■ Data provided

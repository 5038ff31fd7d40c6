//! The store's expression language.
//!
//! Expression strings are tokenized and parsed into an [`Expr`] tree by
//! recursive descent, then evaluated against one item at a time.

pub mod ast;
pub mod evaluator;
pub mod parser;

pub use ast::{AttributePath, CompareOp, Expr, Operand, PathElement};
pub use evaluator::{EvalContext, check_placeholders};
pub use parser::{ExpressionError, parse_condition, parse_projection};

■ Task to carry out
Output, exactly and with nothing else, the lines from the line containing "Expression strings are" to the end of the entries.

■ Solution to the problem
//! Expression strings are tokenized and parsed into an [`Expr`] tree by
//! recursive descent, then evaluated against one item at a time.

pub mod ast;
pub mod evaluator;
pub mod parser;

pub use ast::{AttributePath, CompareOp, Expr, Operand, PathElement};
pub use evaluator::{EvalContext, check_placeholders};
pub use parser::{ExpressionError, parse_condition, parse_projection};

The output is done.